Despite the palpable need for charity fundraising after World War One in order to help support old soldiers, hospitals and families on a low income; the gambling aspect had not been legalised. A decade after the end of the war, the debate rumbled on. 

The Home Secretary in 1928 was the Conservative MP William Joynson-Hicks - known to be uptight, pious and prudish. Newspapers and Hansard report on various run-ins between Joynson-Hicks and other MPs who were frustrated at the issue of lucrative charity lotteries and tombolas leading to prosecutions. Even worse, some fundraisers were broken up by the police and prosecuted, while others seemed to fall under the radar. A particular point of discussion that year concerned two events in Brighton. On 4th July of that year, Sir Cooper Rawson, MP for the constituency, asked the Home Secretary 

"...why a voluntarily organised draw on behalf of the funds of a Hove hospital was stopped by the Home Office whilst draws conducted on identical lines for other hospitals in Brighton and Hove have not been interfered with..."

Joynson-Hicks responded:

"The enforcement of the law relating to illegal lotteries is a matter for the local police and not for the Home Office. My attention was drawn to a public lottery at Hove in apparent contravention of the law, and I brought it to the notice of the local police. Had my attention been drawn to the other lotteries referred to, it would have been my duty to bring them also to the notice of the police. As I stated in reply to my hon. and gallant Friend the Member for the Dulwich Division of Camberwell (Sir F. Hall) on the 14th instant, public lotteries are definitely illegal, and the law does not discriminate between those promoted in aid of charity and other public lotteries. I have no authority to decide what is or is not a public lottery, but it is always open to the promoters of charities to consult the local police on the question whether any proposed lottery appears to contravene the law." [Hansard]

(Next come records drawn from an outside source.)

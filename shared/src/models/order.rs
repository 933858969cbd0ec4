//! Order model

use serde::{Deserialize, Serialize};

/// Order lifecycle status
#[derive(Debug, Clone, Copy, Serialize, Deserialize, PartialEq, Eq, Default)]
#[serde(rename_all = "SCREAMING_SNAKE_CASE")]
#[cfg_attr(feature = "db", derive(sqlx::Type))]
#[cfg_attr(feature = "db", sqlx(rename_all = "SCREAMING_SNAKE_CASE"))]
pub enum OrderStatus {
    /// Created but not yet sent to the kitchen; can be discarded
    #[default]
    Draft,
    /// Confirmed, items still editable
    Open,
    /// Sent to the kitchen; voids are soft from here on
    Sent,
    /// Balance settled
    Paid,
    /// Archived (settled-and-closed, or retired by a merge)
    Closed,
}

impl OrderStatus {
    /// A locked order rejects every mutation except admin reopen
    pub fn is_locked(&self) -> bool {
        matches!(self, Self::Paid | Self::Closed)
    }
}

/// Payment method accepted by the payment router
#[derive(Debug, Clone, Copy, Serialize, Deserialize, PartialEq, Eq, Hash)]
#[serde(rename_all = "SCREAMING_SNAKE_CASE")]
#[cfg_attr(feature = "db", derive(sqlx::Type))]
#[cfg_attr(feature = "db", sqlx(rename_all = "SCREAMING_SNAKE_CASE"))]
pub enum PaymentMethod {
    Cash,
    Card,
    Mobile,
    Voucher,
}

impl PaymentMethod {
    pub fn as_str(&self) -> &'static str {
        match self {
            Self::Cash => "CASH",
            Self::Card => "CARD",
            Self::Mobile => "MOBILE",
            Self::Voucher => "VOUCHER",
        }
    }

    /// Parse a wire string; `None` means an unknown method
    pub fn parse(s: &str) -> Option<Self> {
        match s {
            "CASH" => Some(Self::Cash),
            "CARD" => Some(Self::Card),
            "MOBILE" => Some(Self::Mobile),
            "VOUCHER" => Some(Self::Voucher),
            _ => None,
        }
    }
}

/// Order entity
#[derive(Debug, Clone, Serialize, Deserialize)]
#[cfg_attr(feature = "db", derive(sqlx::FromRow))]
pub struct Order {
    pub id: i64,
    /// Business date (YYYY-MM-DD, per the store's day cutoff)
    pub business_date: String,
    /// Human-facing sequence number, unique per business date
    pub order_no: i16,
    pub status: OrderStatus,
    pub table_id: Option<i64>,
    pub is_takeaway: bool,
    pub customer_id: Option<i64>,
    pub people_count: Option<i32>,
    /// Flat order-level discount in currency units
    pub discount_amount: f64,
    /// Percentage order-level discount (0..=100)
    pub discount_percent: f64,
    /// Flat service fee in currency units
    pub service_fee: f64,
    /// Percentage service fee on the subtotal
    pub service_fee_percent: f64,
    /// Shift under which the order was created
    pub shift_id: i64,
    pub created_by: i64,
    pub created_at: i64,
    pub nickname: Option<String>,
}

/// Order line item; price and name are snapshots taken at add time
#[derive(Debug, Clone, Serialize, Deserialize)]
#[cfg_attr(feature = "db", derive(sqlx::FromRow))]
pub struct OrderItem {
    pub id: i64,
    pub order_id: i64,
    pub menu_item_id: Option<i64>,
    pub name: String,
    /// Quantity, 3 decimal places (weighed items)
    pub qty: f64,
    pub unit_price: f64,
    pub discount_amount: f64,
    pub discount_percent: f64,
    pub note: Option<String>,
    /// Soft-delete flag; voided lines stay on the order for audit
    pub voided: bool,
    pub void_reason: Option<String>,
    pub void_by: Option<i64>,
    pub void_at: Option<i64>,
    /// Kitchen printer the line routes to (snapshot from the menu item)
    pub printer_id: Option<i64>,
    pub kitchen_printed_at: Option<i64>,
    /// Digest of the sorted option selections, used to merge identical lines
    pub customization_signature: String,
}

/// Customization attached to an order line (snapshot of a menu option)
#[derive(Debug, Clone, Serialize, Deserialize)]
#[cfg_attr(feature = "db", derive(sqlx::FromRow))]
pub struct OrderItemCustomization {
    pub id: i64,
    pub order_item_id: i64,
    pub group_id: i64,
    pub group_name: String,
    pub option_id: i64,
    pub option_name: String,
    pub qty: i64,
    pub price_delta: f64,
}

/// Payment row, append-only
#[derive(Debug, Clone, Serialize, Deserialize)]
#[cfg_attr(feature = "db", derive(sqlx::FromRow))]
pub struct Payment {
    pub id: i64,
    pub order_id: i64,
    pub method: PaymentMethod,
    pub amount: f64,
    pub reference: Option<String>,
    pub created_by: i64,
    pub created_at: i64,
}

// ==================== Operation inputs ====================

/// Create order payload
#[derive(Debug, Clone, Serialize, Deserialize, Default)]
pub struct OrderCreate {
    pub table_id: Option<i64>,
    #[serde(default)]
    pub is_takeaway: bool,
    pub customer_id: Option<i64>,
    /// Customer's standing discount percent, folded into the order at
    /// creation only
    pub customer_discount_percent: Option<f64>,
    pub people_count: Option<i32>,
    pub nickname: Option<String>,
}

/// One option chosen when adding or patching an order line
#[derive(Debug, Clone, Serialize, Deserialize, PartialEq)]
pub struct OptionSelection {
    pub group_id: i64,
    pub option_id: i64,
    #[serde(default = "default_option_qty")]
    pub qty: i64,
}

fn default_option_qty() -> i64 {
    1
}

/// Add item payload
#[derive(Debug, Clone, Serialize, Deserialize)]
pub struct OrderAddItem {
    pub menu_item_id: i64,
    pub qty: f64,
    #[serde(default)]
    pub options: Vec<OptionSelection>,
    pub note: Option<String>,
}

/// Update item payload
///
/// `None` leaves a field untouched. Double-`Option` fields distinguish
/// "leave alone" (`None`) from "clear" (`Some(None)`).
#[derive(Debug, Clone, Serialize, Deserialize, Default)]
pub struct OrderItemPatch {
    pub qty: Option<f64>,
    pub discount_amount: Option<f64>,
    pub discount_percent: Option<f64>,
    #[serde(default, with = "crate::models::double_option")]
    pub note: Option<Option<String>>,
    /// Replaces the customization set wholesale when present
    pub options: Option<Vec<OptionSelection>>,
}

/// Update order payload (partial patch, same presence semantics)
#[derive(Debug, Clone, Serialize, Deserialize, Default)]
pub struct OrderPatch {
    pub people_count: Option<i32>,
    #[serde(default, with = "crate::models::double_option")]
    pub nickname: Option<Option<String>>,
    #[serde(default, with = "crate::models::double_option")]
    pub customer_id: Option<Option<i64>>,
    pub discount_amount: Option<f64>,
    pub discount_percent: Option<f64>,
    pub service_fee: Option<f64>,
    pub service_fee_percent: Option<f64>,
}

/// Destination assignment payload (table XOR takeaway)
#[derive(Debug, Clone, Serialize, Deserialize, Default)]
pub struct OrderDestination {
    pub table_id: Option<i64>,
    #[serde(default)]
    pub is_takeaway: bool,
}

/// Add payment payload
#[derive(Debug, Clone, Serialize, Deserialize)]
pub struct OrderAddPayment {
    pub method: PaymentMethod,
    pub amount: f64,
    pub reference: Option<String>,
}

// ==================== Snapshots ====================

/// Computed money totals for an order
#[derive(Debug, Clone, Copy, Serialize, Deserialize, PartialEq, Default)]
pub struct OrderTotals {
    /// Sum of non-voided line totals
    pub subtotal: f64,
    /// Final amount after order-level discount and service fee
    pub total: f64,
    /// Sum of payments
    pub paid: f64,
    /// total - paid, may be negative on overpay
    pub balance: f64,
}

/// Order line with its customizations
#[derive(Debug, Clone, Serialize, Deserialize)]
pub struct OrderItemSnapshot {
    #[serde(flatten)]
    pub item: OrderItem,
    pub customizations: Vec<OrderItemCustomization>,
}

/// Full order snapshot returned by read and mutate operations
#[derive(Debug, Clone, Serialize, Deserialize)]
pub struct OrderSnapshot {
    #[serde(flatten)]
    pub order: Order,
    pub items: Vec<OrderItemSnapshot>,
    pub payments: Vec<Payment>,
    pub totals: OrderTotals,
}

#[cfg(test)]
mod tests {
    use super::*;

    #[test]
    fn test_status_locked() {
        assert!(!OrderStatus::Draft.is_locked());
        assert!(!OrderStatus::Sent.is_locked());
        assert!(OrderStatus::Paid.is_locked());
        assert!(OrderStatus::Closed.is_locked());
    }

    #[test]
    fn test_payment_method_parse() {
        assert_eq!(PaymentMethod::parse("CASH"), Some(PaymentMethod::Cash));
        assert_eq!(PaymentMethod::parse("CARD"), Some(PaymentMethod::Card));
        assert_eq!(PaymentMethod::parse("BITCOIN"), None);
        assert_eq!(PaymentMethod::Cash.as_str(), "CASH");
    }

    #[test]
    fn test_item_patch_note_presence() {
        // absent -> leave alone
        let patch: OrderItemPatch = serde_json::from_str(r#"{"qty": 2.0}"#).unwrap();
        assert_eq!(patch.note, None);

        // null -> clear
        let patch: OrderItemPatch = serde_json::from_str(r#"{"note": null}"#).unwrap();
        assert_eq!(patch.note, Some(None));

        // value -> set
        let patch: OrderItemPatch = serde_json::from_str(r#"{"note": "no onions"}"#).unwrap();
        assert_eq!(patch.note, Some(Some("no onions".to_string())));
    }
}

He even reported charity lotteries to the police himself then, the old spoil sport! Throughout the year, Joynson-Hicks responded to several queries as to why charities were being deprived of so much money, and why people with good intentions were being embroiled with the police. Always, he stood firm and repeated his mantra, that it was the law and that was that. 

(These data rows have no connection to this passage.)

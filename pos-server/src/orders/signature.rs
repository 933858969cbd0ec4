//! Customization signature
//!
//! A derived key identifying a line's exact set of selected options.
//! Selections are sorted before hashing so the same set always produces
//! the same signature regardless of input order.

use sha2::{Digest, Sha256};
use shared::models::OptionSelection;

/// Signature over a set of option selections
pub fn customization_signature(selections: &[OptionSelection]) -> String {
    if selections.is_empty() {
        return String::new();
    }

    let mut sorted: Vec<&OptionSelection> = selections.iter().collect();
    sorted.sort_by_key(|s| (s.group_id, s.option_id));

    let mut hasher = Sha256::new();
    for s in sorted {
        hasher.update(format!("{}:{}:{};", s.group_id, s.option_id, s.qty));
    }
    format!("{:x}", hasher.finalize())
}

In July, A.C.N. Dixey, Conservative MP for Cockermouth put forward a bill to legalise raffles and lotteries - obviously to no avail. He stated what a majority of people seemed to be feeling - that the situation was indefensible - that lotteries for charities were taking place and often under the auspices of prominent members of the community - but when the police got wind of it, that was that. Obviously,  Britain was still being run by the old guard, the upper class and the clergy who sought to deprive the rest of us of the smallest of pleasures in case it corrupted our souls.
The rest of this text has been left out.